潮湿的膨化颗粒在舌尖化开,一股混合着动物油脂,与工业添加剂的腥咸,直冲鼻腔。狗粮的味道,像是发潮的咸味饼干,被浸入廉价汤汁,外层裹着某种钙粉般的沙砾感…
想吐,真的好恶心。
祝岁难受的眼泪直往下掉,泪眼婆娑。
陆景佑最喜欢看祝岁哭了,心中的恶念几乎呈几何倍增长,他突然抠住祝岁的后脑,把他的头摁进了狗碗里。
“岁岁要听话,都这么瘦了,不多吃点怎么能行?”陆景佑在笑,他的眼神泛着惊喜。这不是陆景佑第一次露出这样的表情,可以说每次祝岁哭,陆景佑都很高兴。

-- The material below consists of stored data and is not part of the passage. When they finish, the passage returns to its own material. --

//! High-level read operations against the policy service.
//!
//! [`PolicyClient`] composes the signer, retry policy, and transport into named operations.
//! Each read mints a fresh authorization header inside the retried closure (every attempt
//! carries its own timestamp/nonce pair), dispatches one GET, folds the response into the
//! closed error taxonomy, and strips server-assigned fields so the result can later be
//! replayed as a write body. Write operations and pagination are deliberately absent and
//! fail closed.

// crates.io
use serde_json::Value;
// self
use crate::{
	_prelude::*,
	auth::{Credentials, RuleId, RulesetId},
	http::PolicyTransport,
	normalize::{self, ResourceKind},
	obs::{self, CallOutcome, CallSpan, OperationKind},
	retry::RetryPolicy,
	service::ServiceDescriptor,
	sign::{self, RequestMethod},
};
#[cfg(feature = "reqwest")] use crate::http::ReqwestTransport;

#[cfg(feature = "reqwest")]
/// Client specialized for the crate's default reqwest transport stack.
pub type ReqwestPolicyClient = PolicyClient<ReqwestTransport>;

/// Read-side client for rulesets, rules, and their tags.
///
/// The client owns no per-request state: credentials are read-only, headers are minted
/// fresh per attempt and dropped after dispatch, and the transport is self-contained per
/// call. Cloned clients and concurrent operations on one client are both safe.
pub struct PolicyClient<T>
where
	T: ?Sized + PolicyTransport,
{
	/// Transport used for every outbound request.
	pub transport: Arc<T>,
	/// Deployment the client talks to.
	pub descriptor: ServiceDescriptor,
	/// Retry policy applied to every read.
	pub retry: RetryPolicy,
	credentials: Credentials,
}
impl<T> PolicyClient<T>
where
	T: ?Sized + PolicyTransport,
{
	/// Creates a client that reuses the caller-provided transport.
	pub fn with_transport(
		descriptor: ServiceDescriptor,
		credentials: Credentials,
		transport: impl Into<Arc<T>>,
	) -> Self {
		Self {
			transport: transport.into(),
			descriptor,
			retry: RetryPolicy::default(),
			credentials,
		}
	}

	/// Overrides the retry policy applied to reads.
	pub fn with_retry_policy(mut self, retry: RetryPolicy) -> Self {
		self.retry = retry;

		self
	}

	/// Returns the ruleset listing.
	///
	/// The one read that is not made write-compatible: the listing shape is documented as
	/// not intended for write replay, so it is returned verbatim.
	pub async fn rulesets(&self) -> Result<Value> {
		self.read(OperationKind::ListRulesets, ResourceKind::RulesetList, "/v2/rulesets".into())
			.await
	}

	/// Returns one ruleset with its rule identifiers, stripped of server-assigned
	/// timestamps.
	pub async fn ruleset(&self, ruleset: &RulesetId) -> Result<Value> {
		self.read(
			OperationKind::GetRuleset,
			ResourceKind::Ruleset,
			format!("/v2/rulesets/{ruleset}"),
		)
		.await
	}

	/// Returns a ruleset's verbose rule listing with every rule element made
	/// write-compatible; the listing's own fields stay untouched.
	pub async fn ruleset_rules(&self, ruleset: &RulesetId) -> Result<Value> {
		self.read(
			OperationKind::ListRulesetRules,
			ResourceKind::RuleList,
			format!("/v2/rulesets/{ruleset}/rules"),
		)
		.await
	}

	/// Returns one rule from a ruleset in write-compatible form.
	pub async fn rule(&self, ruleset: &RulesetId, rule: &RuleId) -> Result<Value> {
		self.read(
			OperationKind::GetRule,
			ResourceKind::Rule,
			format!("/v2/rulesets/{ruleset}/rules/{rule}"),
		)
		.await
	}

	/// Returns the tags assigned to a rule, stripped of the embedded error block.
	pub async fn rule_tags(&self, rule: &RuleId) -> Result<Value> {
		self.read(
			OperationKind::GetRuleTags,
			ResourceKind::TagList,
			format!("/v2/rules/{rule}/tags"),
		)
		.await
	}

	/// Creates a ruleset.
	///
	/// Deliberately absent: always fails with [`Error::Unimplemented`] without touching the
	/// transport, so callers can branch on the missing capability instead of a silent no-op.
	pub async fn create_ruleset(&self, _body: Value) -> Result<Value> {
		Err(Error::unimplemented("create ruleset"))
	}

	/// Updates a ruleset. Deliberately absent; see [`PolicyClient::create_ruleset`].
	pub async fn update_ruleset(&self, _ruleset: &RulesetId, _body: Value) -> Result<Value> {
		Err(Error::unimplemented("update ruleset"))
	}

	/// Deletes a ruleset. Deliberately absent; see [`PolicyClient::create_ruleset`].
	pub async fn delete_ruleset(&self, _ruleset: &RulesetId) -> Result<Value> {
		Err(Error::unimplemented("delete ruleset"))
	}

	/// Creates a rule under a ruleset. Deliberately absent; see
	/// [`PolicyClient::create_ruleset`].
	pub async fn create_rule(&self, _ruleset: &RulesetId, _body: Value) -> Result<Value> {
		Err(Error::unimplemented("create rule"))
	}

	/// Updates a rule. Deliberately absent; see [`PolicyClient::create_ruleset`].
	pub async fn update_rule(
		&self,
		_ruleset: &RulesetId,
		_rule: &RuleId,
		_body: Value,
	) -> Result<Value> {
		Err(Error::unimplemented("update rule"))
	}

	/// Deletes a rule. Deliberately absent; see [`PolicyClient::create_ruleset`].
	pub async fn delete_rule(&self, _ruleset: &RulesetId, _rule: &RuleId) -> Result<Value> {
		Err(Error::unimplemented("delete rule"))
	}

	/// Pages through the ruleset listing.
	///
	/// Pagination is deliberately absent: a partial fetch would be worse than failing fast,
	/// so every call reports [`Error::Unimplemented`] with the stable `pagination` label.
	pub async fn rulesets_page(&self, _page_token: Option<&str>) -> Result<Value> {
		Err(Error::unimplemented("pagination"))
	}

	async fn read(
		&self,
		kind: OperationKind,
		resource: ResourceKind,
		path: String,
	) -> Result<Value> {
		let span = CallSpan::new(kind);

		obs::record_call_outcome(kind, CallOutcome::Attempt);

		let result = span
			.instrument(async {
				let url = self.descriptor.resource_url(&path)?;
				let ext = self.descriptor.organization.as_ref();
				let value = self
					.retry
					.run(|| {
						// Minted inside the retried closure: every attempt gets a fresh
						// timestamp/nonce pair and no header outlives its dispatch.
						let signed =
							sign::sign(&self.credentials, RequestMethod::Get, &url, ext);

						async move { self.transport.dispatch(&signed).await?.into_json() }
					})
					.await?;

				Ok(normalize::normalize(resource, value))
			})
			.await;

		match &result {
			Ok(_) => obs::record_call_outcome(kind, CallOutcome::Success),
			Err(_) => obs::record_call_outcome(kind, CallOutcome::Failure),
		}

		result
	}
}
#[cfg(feature = "reqwest")]
impl PolicyClient<ReqwestTransport> {
	/// Creates a client backed by the crate's default reqwest transport.
	///
	/// Use [`PolicyClient::with_transport`] to bring a custom transport and
	/// [`PolicyClient::with_retry_policy`] to replace the default retry policy.
	pub fn new(descriptor: ServiceDescriptor, credentials: Credentials) -> Self {
		Self::with_transport(descriptor, credentials, ReqwestTransport::default())
	}
}
impl<T> Clone for PolicyClient<T>
where
	T: ?Sized + PolicyTransport,
{
	fn clone(&self) -> Self {
		Self {
			transport: self.transport.clone(),
			descriptor: self.descriptor.clone(),
			retry: self.retry.clone(),
			credentials: self.credentials.clone(),
		}
	}
}
impl<T> Debug for PolicyClient<T>
where
	T: ?Sized + PolicyTransport,
{
	fn fmt(&self, f: &mut Formatter) -> FmtResult {
		f.debug_struct("PolicyClient")
			.field("descriptor", &self.descriptor)
			.field("retry", &self.retry)
			.finish()
	}
}
#![forbid(unsafe_code)]

//! Per-item start offsets for otherwise simultaneous transitions.
//!
//! A batch of transitions cascades instead of starting in a single uniform
//! "pop": item `i` waits `i * delay` before it starts moving.
//!
//! # Invariants
//!
//! 1. Item 0 never waits.
//! 2. `stagger_offset(i, delay) == i * delay` exactly (integer arithmetic).
//! 3. Offsets saturate at `Duration::MAX` instead of overflowing.

use std::time::Duration;

/// Delay offset for the item at `index`.
#[must_use]
pub fn stagger_offset(index: usize, delay: Duration) -> Duration {
    delay.saturating_mul(u32::try_from(index).unwrap_or(u32::MAX))
}

#[cfg(test)]
mod tests {
    use super::*;

    const MS_7: Duration = Duration::from_millis(7);

    #[test]
    fn first_item_starts_immediately() {
        assert_eq!(stagger_offset(0, MS_7), Duration::ZERO);
    }

    #[test]
    fn equal_spacing() {
        let offsets: Vec<Duration> = (0..4).map(|i| stagger_offset(i, MS_7)).collect();
        assert_eq!(
            offsets,
            vec![
                Duration::ZERO,
                MS_7,
                Duration::from_millis(14),
                Duration::from_millis(21)
            ]
        );
    }

    #[test]
    fn index_is_not_clamped_to_a_group_size() {
        assert_eq!(stagger_offset(10, MS_7), Duration::from_millis(70));
    }

    #[test]
    fn zero_delay_all_zero() {
        assert!((0..5).all(|i| stagger_offset(i, Duration::ZERO) == Duration::ZERO));
    }

    #[test]
    fn huge_index_saturates() {
        assert_eq!(stagger_offset(usize::MAX, Duration::MAX), Duration::MAX);
    }
}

就跟天真无邪的孩子,碰到了自己最喜欢的玩具,眼睛里藏着的满是疯狂。
脸被摁到了狗碗里,连呼吸都带着狗毛毡受潮后的霉腥气,祝岁闭上眼睛,紧紧抿着嘴。
硬被塞进去几颗狗粮之后,陆景佑满意的抽了张湿帕子,把祝岁脸上的残渣擦干净,然后又摁着他的头,正对着水碗。
“狗粮那么咸,岁岁喝点水吧,学着贝特一样,用舌头舔着喝。”
贝特是陆家那只德牧的名字。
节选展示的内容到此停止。